Raman spectra of monoclinic hafnium oxide $\left({\text{HfO}}_2\right)$ were measured at temperatures up to 1100 K. Raman peak shifts and broadenings are reported. Phonon dynamics calculations were performed with the shell model to obtain the total and partial phonon density of states, and to identify the individual motions of Hf and O atoms in the Raman modes. Correlating these motions to the thermal peak shifts and broadenings, it was found that modes involving changes in oxygen-oxygen bond length were the most anharmonic. The hafnium-dominated modes were more quasiharmonic and showed less broadening with temperature. Comparatively, the oxygen-dominated modes were more influenced by the cubic term in the interatomic potential than the hafnium-dominated modes. An approximately quadratic correlation was found between phonon-line broadening and softening.

Figure 1

(Color online) (a) Raman spectra of hafnia at temperatures from 300 to 1106 K, with laser power at 200 mW, exposure time of 30 s and at least 10 accumulations of the spectra. Peaks are numbered for reference. The features between peaks 5 and 6 are artifacts. (b) Partial and total phonon density of states of hafnia at room temperature, calculated using GULP. Hafnium contributes much more strongly to the lower-energy modes while oxygen contributes to the higher-energy modes.

Figure 2

(Color online) Temperature-dependent Raman mode softening. At 300 K, modes are evenly spaced in the figure to facilitate comparison of thermal shifts. Blue (dark gray) and red (light gray) represent metal and oxygen-dominated modes, respectively. Lines are linear fits to the data points. Note that second and third modes are decoupled above 700 K, where the line between the 2nd and 3rd modes represent an average peak position. Most error bars are negligibly small. Peaks from the 13th to 18th were not sufficiently distinct to allow fitting at high temperature.

Figure 3

(Color online) Temperature-dependent peak broadening. Blue (dark gray) and red (light gray) represent metal- and oxygen-dominated modes, respectively. Lines are linear fits to the data.

Figure 4

(Color online) (Upper) Two views of the crystal structure of monoclinic hafnia. Red (light gray) and blue (dark gray) spheres denote oxygen and hafnium atoms, respectively.

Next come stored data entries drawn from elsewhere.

use std::sync::Arc;
use std::sync::atomic::{AtomicU8, Ordering};

use crackmill_core::{ControlState, Queue, RecordStore, SessionId};

#[derive(Debug)]
pub struct ShutdownController {
    forced: AtomicU8,
}

impl ShutdownController {
    pub fn new() -> Self {
        Self {
            forced: AtomicU8::new(0),
        }
    }

    pub fn bump_forced(&self) -> u8 {
        self.forced.fetch_add(1, Ordering::SeqCst) + 1
    }
}

/// First ctrl-c marks the job `Stop` so the loop winds down at its next
/// poll; a second one exits immediately.
pub fn spawn_ctrl_c_handler(
    shutdown: Arc<ShutdownController>,
    store: Arc<dyn RecordStore>,
    session: SessionId,
) {
    tokio::spawn(async move {
        loop {
            if tokio::signal::ctrl_c().await.is_err() {
                return;
            }
            let n = shutdown.bump_forced();
            if n == 1 {
                tracing::info!(session = %session, "stop requested, finishing up (ctrl-c again to force)");
                match store.fetch(Queue::Jobs, &session).await {
                    Ok(Some(mut record)) => {
                        record.control_state = ControlState::Stop;
                        if let Err(err) = store.save(Queue::Jobs, &record).await {
                            tracing::error!(session = %session, %err, "failed to mark job stopped");
                        }
                    }
                    Ok(None) => {
                        tracing::warn!(session = %session, "no job record to stop");
                    }
                    Err(err) => {
                        tracing::error!(session = %session, %err, "failed to mark job stopped");
                    }
                }
            } else {
                tracing::warn!("forced shutdown");
                std::process::exit(130);
            }
        }
    });
}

Left: skeletal; right: space-filled model, scaled for ionic radii. Note that the majority of the volume is composed of oxygen while hafnium fits loosely between oxygen planes. (Lower) Representative Raman-active normal modes in one unit cell. Number 3 and 4 modes are hafnium dominated. Number 6 and 12 are oxygen dominated. These modes were well resolved through the whole range of temperatures. Lengths of arrows are proportional to the contribution of vibration from each atom.

Figure 5

(Color online) Broadening vs softening of Raman modes. Blue (dark gray) and red (light gray) squares are metal and oxygen modes, respectively. The dashed line is the boundary separating metal-dominated modes and oxygen-dominated modes. The solid line is a fitting to the points, showing that the relation between absolute linewidth broadening and absolute peak softening is of power 2.1, close to quadratic.